Dans une démocratie, la majorité doit pouvoir s’exprimer.

Cette majorité, qu’elle soit éparpillée dans les bidonvilles à la périphérie de la capitale ou dans les campagnes, peut avoir une perspective différente de celle des professionnels et des universitaires de la classe moyenne.

Ce qui compte pour les membres de cette majorité, c’est le quotidien. D’évidence, le terme de « société civile » les laisse complètement indifférents. Interroger une famille djiboutienne qui souffre de malnutrition, de la faim, d’un manque de soins médicaux sur le sens qu’elle donne à la société civile, c’est feindre d’ignorer que son plus gros souci est de pourvoir à ses besoins les plus élémentaires ; c’est se moquer ouvertement de ses droits fondamentaux.

Les principes de la théorie de la démocratie doivent donc être traduits dans le langage du quotidien, et il faut que le futur gouvernement ne fasse pas de « nombrilisme » et démonstration d’autosatisfaction déplacée mais soit capable d’établir un lien indiscutable entre la démocratie et le relèvement du niveau de vie des populations.

Les faits le démontrent, dans pratiquement tous les pays de la planète, ce sont les problèmes locaux qui accaparent l’attention de la majorité des citoyens.
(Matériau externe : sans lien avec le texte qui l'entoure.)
//! # Retry policy.
//!
//! A [`RetryPolicy`] is built once when a task type is registered and is then
//! shared read-only (`Arc`) by every execution of that type, including
//! subtypes that do not define their own. It is never mutated after
//! construction: there are no lazily filled defaults.

use std::fmt;
use std::sync::Arc;
use std::time::Duration;

use tracing::warn;

use crate::classify::DynError;
use crate::config::{RetryOptions, StrategyKind};
use crate::error::{ConfigError, UnsupportedHostError};
use crate::intercept::host::{check_host, Compatibility, HostCapabilities, HostWarning};
use crate::policies::{choose, BackoffStrategy};

/// Value returned by a retry callback.
#[derive(Clone, Copy, Debug, PartialEq, Eq, Default)]
pub enum CallbackSignal {
    /// Let the retry go ahead.
    #[default]
    Continue,
    /// Veto the retry; the failure propagates.
    Halt,
}

/// User hook invoked with `(error, delay)` before a retry is scheduled.
pub type RetryCallback = Arc<dyn Fn(&DynError, Duration) -> CallbackSignal + Send + Sync>;

/// Strategy plus optional callback, attached to a task type.
///
/// ## Example
/// ```rust
/// use taskretry::{CallbackSignal, RetryOptions, RetryPolicy, StrategyKind};
///
/// let policy = RetryPolicy::new(StrategyKind::Fixed, RetryOptions::new().with_limit(3))
///     .unwrap()
///     .with_callback(|err, delay| {
///         eprintln!("retrying in {delay:?} after {err}");
///         CallbackSignal::Continue
///     });
/// assert!(policy.has_callback());
/// ```
#[derive(Clone)]
pub struct RetryPolicy {
    strategy: Arc<dyn BackoffStrategy>,
    callback: Option<RetryCallback>,
}

impl RetryPolicy {
    /// Builds a policy around a built-in strategy, validating `options`.
    pub fn new(kind: StrategyKind, options: RetryOptions) -> Result<Self, ConfigError> {
        Ok(Self::from_strategy(choose(kind, options)?))
    }

    /// Fixed-delay policy.
    pub fn fixed(options: RetryOptions) -> Result<Self, ConfigError> {
        Self::new(StrategyKind::Fixed, options)
    }

    /// Variable-delay policy.
    pub fn variable(options: RetryOptions) -> Result<Self, ConfigError> {
        Self::new(StrategyKind::Variable, options)
    }

    /// Exponential-backoff policy.
    pub fn exponential(options: RetryOptions) -> Result<Self, ConfigError> {
        Self::new(StrategyKind::Exponential, options)
    }

    /// Policy around any user strategy.
    pub fn custom<S: BackoffStrategy>(strategy: S) -> Self {
        Self::from_strategy(Arc::new(strategy))
    }

    /// Policy around a shared strategy.
    pub fn from_strategy(strategy: Arc<dyn BackoffStrategy>) -> Self {
        Self {
            strategy,
            callback: None,
        }
    }

    /// Returns a new policy with the retry callback set.
    pub fn with_callback<F>(mut self, callback: F) -> Self
    where
        F: Fn(&DynError, Duration) -> CallbackSignal + Send + Sync + 'static,
    {
        self.callback = Some(Arc::new(callback));
        self
    }

    /// Returns the strategy.
    pub fn strategy(&self) -> &dyn BackoffStrategy {
        &*self.strategy
    }

    /// Returns `true` when a callback is configured.
    pub fn has_callback(&self) -> bool {
        self.callback.is_some()
    }

    /// Runs the callback, if any. No callback means [`CallbackSignal::Continue`].
    pub(crate) fn notify(&self, error: &DynError, delay: Duration) -> CallbackSignal {
        match &self.callback {
            Some(callback) => callback(error, delay),
            None => CallbackSignal::Continue,
        }
    }

    /// Checks the policy can be honored by `host`.
    ///
    /// Call once when the policy is attached to a host. A lenient warning is
    /// also emitted through `tracing` and returned for the caller to surface.
    pub fn attach(
        &self,
        host: &HostCapabilities,
        mode: Compatibility,
    ) -> Result<Option<HostWarning>, UnsupportedHostError> {
        let warning = check_host(host, mode)?;
        if let Some(w) = &warning {
            warn!(host = %w.host, strategy = self.strategy.name(), "{w}");
        }
        Ok(warning)
    }
}

impl fmt::Debug for RetryPolicy {
    fn fmt(&self, f: &mut fmt::Formatter<'_>) -> fmt::Result {
        f.debug_struct("RetryPolicy")
            .field("strategy", &self.strategy.name())
            .field("callback", &self.callback.is_some())
            .finish()
    }
}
Les individus sont acquis à l’objectif de la participation, mais c’est à la solution de problèmes affectant directement leur collectivité auxquels ils/elles veulent participer. Une multitude de préoccupations viennent à l’esprit dont la nécessité de se doter d’écoles et de centres médicaux de qualité, d’améliorer les services de voirie urbaine et les transports, d’élaborer des plans cohérents pour l’approvisionnement des ménages en électricité et en eau, de mettre au point des programmes qui leur permettront d’acheminer plus facilement leurs produits vers le marché.

Hommes et femmes veulent avoir leur mot à dire dans la gestion des affaires qui leur tiennent à cœur. Ce n’est qu’en participant effectivement aux décisions prises à l’échelon local qu’ils peuvent avoir gain de cause, ce qui loin d’en être le cas à Djibouti actuellement avec un subterfuge de « régionalisation » dont de but est – une fois encore – de servir d’artificielle façade au pouvoir d’Ismaïl Omar Guelleh.
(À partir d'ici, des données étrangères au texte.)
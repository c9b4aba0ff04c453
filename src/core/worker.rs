//! # Worker: the reference host's failure pipeline.
//!
//! The [`Worker`] pulls job payloads from a [`MemoryQueue`], runs them and
//! routes every failure through the same pipeline a production host would:
//!
//! ```text
//! payload ─► TaskInstance::decode ─► run_once ─► Ok ───────────────────────► Succeeded
//!                                         └─► Err ─► task.rescue(err)? ──────► Rescued
//!                                                  └─► policy_for(task)?
//!                                                        ├─ none ───────────► Failed (no policy)
//!                                                        └─ RetryInterceptor::handle
//!                                                              ├─ Retrying ──► queue.reschedule
//!                                                              └─ Propagating ► Failed (error unchanged)
//! ```
//!
//! ## Rules
//! - The task's own rescue handler runs **before** the retry interceptor.
//! - A propagated error is the task's original error, never wrapped.
//! - One event is published per decision point (see [`EventKind`]).
//!
//! ## Example
//! ```rust
//! use std::sync::Arc;
//! use serde_json::Value;
//! use tokio_util::sync::CancellationToken;
//! use taskretry::{
//!     MemoryQueue, Outcome, PolicyRegistry, RetryOptions, RetryPolicy, TaskError, TaskFn,
//!     Worker, WorkerConfig,
//! };
//!
//! #[tokio::main(flavor = "current_thread")]
//! async fn main() -> Result<(), Box<dyn std::error::Error>> {
//!     let policies = PolicyRegistry::builder()
//!         .define("Flaky", None, Some(RetryPolicy::fixed(RetryOptions::new().with_limit(3))?))
//!         .build()?;
//!
//!     let queue = Arc::new(MemoryQueue::new());
//!     let worker = Worker::new(WorkerConfig::default(), policies, queue.clone())?
//!         .with_task(TaskFn::new("Flaky", |_args: Vec<Value>, _ctx: CancellationToken| async {
//!             Err::<(), TaskError>("boom".into())
//!         }).into_ref());
//!
//!     queue.enqueue("Flaky", vec![]);
//!     let payload = queue.recv().await.expect("queued");
//!     let outcome = worker.process(payload, &CancellationToken::new()).await?;
//!     assert!(matches!(outcome, Outcome::Retrying { next_attempt: 2, .. }));
//!     Ok(())
//! }
//! ```

use std::collections::HashMap;
use std::sync::Arc;
use std::time::Duration;

use tokio_util::sync::CancellationToken;
use tracing::{debug, info, warn};

use crate::core::config::WorkerConfig;
use crate::core::instance::TaskInstance;
use crate::core::queue::MemoryQueue;
use crate::core::runner::run_once;
use crate::error::{PayloadError, TaskError, UnsupportedHostError};
use crate::events::{Bus, Event, EventKind};
use crate::intercept::{Disposition, PropagateReason, RetryInterceptor};
use crate::registry::PolicyRegistry;
use crate::tasks::TaskRef;
use crate::tracker::Payload;

/// Result of processing one payload.
#[derive(Debug)]
pub enum Outcome {
    /// The task returned `Ok`.
    Succeeded,
    /// The task failed and its own rescue handler dealt with the error.
    Rescued,
    /// The failure was handled by scheduling a retry.
    Retrying {
        /// Delay before the next attempt.
        delay: Duration,
        /// Number of the next attempt.
        next_attempt: u32,
    },
    /// The failure propagates; `error` is exactly what the task returned.
    Failed {
        /// The task's error.
        error: TaskError,
        /// Why no retry happened; `None` when the task type has no policy.
        reason: Option<PropagateReason>,
    },
}

impl Outcome {
    /// Returns `true` for [`Outcome::Failed`].
    pub fn is_failed(&self) -> bool {
        matches!(self, Outcome::Failed { .. })
    }

    /// Returns the propagated error, if any.
    pub fn error(&self) -> Option<&TaskError> {
        match self {
            Outcome::Failed { error, .. } => Some(error),
            _ => None,
        }
    }
}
La participation des citoyens/citoyennes.

Le défi qui se posera à la démocratie djiboutienne nouvellement établie (souhaitons-le fortement) consistera à véritablement décentraliser le pouvoir politique.

Il ne s’agira pas de remplacer « le tyran Ismaïl Omar Guelleh » du pays par des centaines « d’hommes avides et dotés d’un bâton » à l’échelon local, mais bien au contraire de faire participer l’ensemble des citoyens dans toutes les municipalités du pays.
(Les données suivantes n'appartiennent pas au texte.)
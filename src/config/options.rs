//! # Typed retry options.
//!
//! [`RetryOptions`] is the raw configuration handed to a strategy
//! constructor. Every field is optional; what is accepted, required or
//! rejected depends on the strategy and is decided by
//! [`validate`](crate::config::validate).
//!
//! Durations are expressed in seconds as `f64` so that invalid input (negative,
//! NaN) can reach the validator and be rejected with a precise message instead
//! of being unrepresentable at the call site and silently clamped elsewhere.

use serde::{Deserialize, Serialize};

use crate::classify::ErrorClass;

/// Built-in strategy selector.
#[derive(Clone, Copy, Debug, PartialEq, Eq, Default, Serialize, Deserialize)]
#[serde(rename_all = "lowercase")]
pub enum StrategyKind {
    /// Constant delay between attempts.
    #[default]
    Fixed,
    /// Explicit per-attempt delay table.
    Variable,
    /// Polynomial growth with bounded jitter.
    Exponential,
}

impl StrategyKind {
    /// Returns the lowercase name used in configuration and messages.
    pub fn as_str(&self) -> &'static str {
        match self {
            StrategyKind::Fixed => "fixed",
            StrategyKind::Variable => "variable",
            StrategyKind::Exponential => "exponential",
        }
    }
}

/// Retry limit: a number of attempts, or the unlimited sentinel.
///
/// In TOML, `limit = 5` or `limit = "unlimited"`.
#[derive(Clone, Copy, Debug, PartialEq, Eq, Serialize, Deserialize)]
#[serde(from = "RawLimit", into = "RawLimit")]
pub enum RetryLimit {
    /// Total attempts allowed (the first execution included).
    Count(i64),
    /// Never stop retrying. Requires `unlimited_retries = true`.
    Unlimited,
}

#[derive(Clone, Copy, Debug, Serialize, Deserialize)]
#[serde(untagged)]
enum RawLimit {
    Count(i64),
    Keyword(LimitKeyword),
}

#[derive(Clone, Copy, Debug, Serialize, Deserialize)]
#[serde(rename_all = "lowercase")]
enum LimitKeyword {
    Unlimited,
}

impl From<RawLimit> for RetryLimit {
    fn from(raw: RawLimit) -> Self {
        match raw {
            RawLimit::Count(n) => RetryLimit::Count(n),
            RawLimit::Keyword(LimitKeyword::Unlimited) => RetryLimit::Unlimited,
        }
    }
}

impl From<RetryLimit> for RawLimit {
    fn from(limit: RetryLimit) -> Self {
        match limit {
            RetryLimit::Count(n) => RawLimit::Count(n),
            RetryLimit::Unlimited => RawLimit::Keyword(LimitKeyword::Unlimited),
        }
    }
}

/// Configuration surface for the built-in strategies.
///
/// ## Example
/// ```rust
/// use taskretry::{ErrorClass, RetryOptions};
///
/// let opts = RetryOptions::new()
///     .with_limit(8)
///     .with_delay(60.0)
///     .with_allow_list(vec![ErrorClass::of::<std::io::Error>()]);
/// assert!(opts.allow_list.is_some());
/// ```
#[derive(Clone, Debug, Default)]
pub struct RetryOptions {
    /// Attempt limit (fixed, exponential). Absent means 1 (no retries).
    pub limit: Option<RetryLimit>,
    /// Explicit opt-in for [`RetryLimit::Unlimited`].
    pub unlimited_retries: bool,
    /// Constant delay in seconds (fixed only).
    pub delay: Option<f64>,
    /// Per-attempt delays in seconds (variable only, mandatory there).
    pub delays: Option<Vec<f64>>,
    /// Only these error classes are retried.
    pub allow_list: Option<Vec<ErrorClass>>,
    /// These error classes are never retried.
    pub deny_list: Option<Vec<ErrorClass>>,
    /// Lower jitter multiplier (paired with `max_multiplier`).
    pub min_multiplier: Option<f64>,
    /// Upper jitter multiplier (paired with `min_multiplier`).
    pub max_multiplier: Option<f64>,
}

impl RetryOptions {
    /// Creates an empty options set.
    pub fn new() -> Self {
        Self::default()
    }

    /// Sets a finite attempt limit.
    pub fn with_limit(mut self, limit: i64) -> Self {
        self.limit = Some(RetryLimit::Count(limit));
        self
    }

    /// Sets the limit to [`RetryLimit::Unlimited`] without the opt-in flag.
    pub fn with_unlimited_limit(mut self) -> Self {
        self.limit = Some(RetryLimit::Unlimited);
        self
    }

    /// Sets the unlimited opt-in flag.
    pub fn with_unlimited_retries(mut self, confirmed: bool) -> Self {
        self.unlimited_retries = confirmed;
        self
    }

    /// Unlimited retries, with both keys set.
    pub fn unlimited(self) -> Self {
        self.with_unlimited_limit().with_unlimited_retries(true)
    }

    /// Sets the constant delay in seconds.
    pub fn with_delay(mut self, secs: f64) -> Self {
        self.delay = Some(secs);
        self
    }

    /// Sets the per-attempt delay table in seconds.
    pub fn with_delays(mut self, delays: impl IntoIterator<Item = f64>) -> Self {
        self.delays = Some(delays.into_iter().collect());
        self
    }

    /// Sets the allow-list.
    pub fn with_allow_list(mut self, classes: Vec<ErrorClass>) -> Self {
        self.allow_list = Some(classes);
        self
    }

    /// Sets the deny-list.
    pub fn with_deny_list(mut self, classes: Vec<ErrorClass>) -> Self {
        self.deny_list = Some(classes);
        self
    }

    /// Sets both jitter multipliers.
    pub fn with_multipliers(mut self, min: f64, max: f64) -> Self {
        self.min_multiplier = Some(min);
        self.max_multiplier = Some(max);
        self
    }
}

#[cfg(test)]
mod tests {
    use super::*;

    #[derive(Deserialize)]
    struct Holder {
        limit: RetryLimit,
    }

    #[test]
    fn limit_parses_count_and_keyword() {
        let h: Holder = toml::from_str("limit = 5").unwrap();
        assert_eq!(h.limit, RetryLimit::Count(5));

        let h: Holder = toml::from_str("limit = \"unlimited\"").unwrap();
        assert_eq!(h.limit, RetryLimit::Unlimited);

        let h: Holder = toml::from_str("limit = -1").unwrap();
        assert_eq!(h.limit, RetryLimit::Count(-1));

        assert!(toml::from_str::<Holder>("limit = \"forever\"").is_err());
    }

    #[test]
    fn unlimited_sets_both_keys() {
        let o = RetryOptions::new().unlimited();
        assert_eq!(o.limit, Some(RetryLimit::Unlimited));
        assert!(o.unlimited_retries);
    }

    #[test]
    fn strategy_kind_names() {
        assert_eq!(StrategyKind::Variable.as_str(), "variable");
        assert_eq!(StrategyKind::default(), StrategyKind::Fixed);
    }
}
Les graines de la démocratie ainsi plantées ne tarderont pas à porter des fruits

Beaucoup d’associations de l’UE qui militent en faveur de la société civile à travers le monde s’emploient principalement à financer, ne serait-ce qu’en partie, les activités susceptibles de promouvoir la réelle participation des citoyens à la vie politique locale et régionale.

Les caractéristiques qui font de notre lutte – pour l’émergence d’une amorce de démocratie à Djibouti et pour le respect de l’humain – une affaire parfois bruyante, critique et sarcastique sont précisément celles qui lui donnent son dynamisme et sa souplesse. Si le pouvoir d’Ismaïl Omar Guelleh nous donnait le droit de parole, alors nous discuterions ouvertement de nos différences, de nos propositions et nous arriverions peut-être à des décisions qui pourraient permettre de parler de progrès et non point de « bastonnades politiques » et de tyrannie.


Roger Picon

C’est indéniablement par l’entremise de l’acceptation de l’existence d’une opposition politique librement élue au sein du Parlement – elle aussi responsable de ses actes – et en considérant conjointement chaque adversaire politique comme un concurrent – et non comme un ennemi à incarcérer voire à abattre – que chacun/chacune pourra envisager de participer à l’émergence d’une amorce d’ouverture à la démocratie à Djibouti.

Faute de quoi, le pays pourrait s’embraser demain, après demain.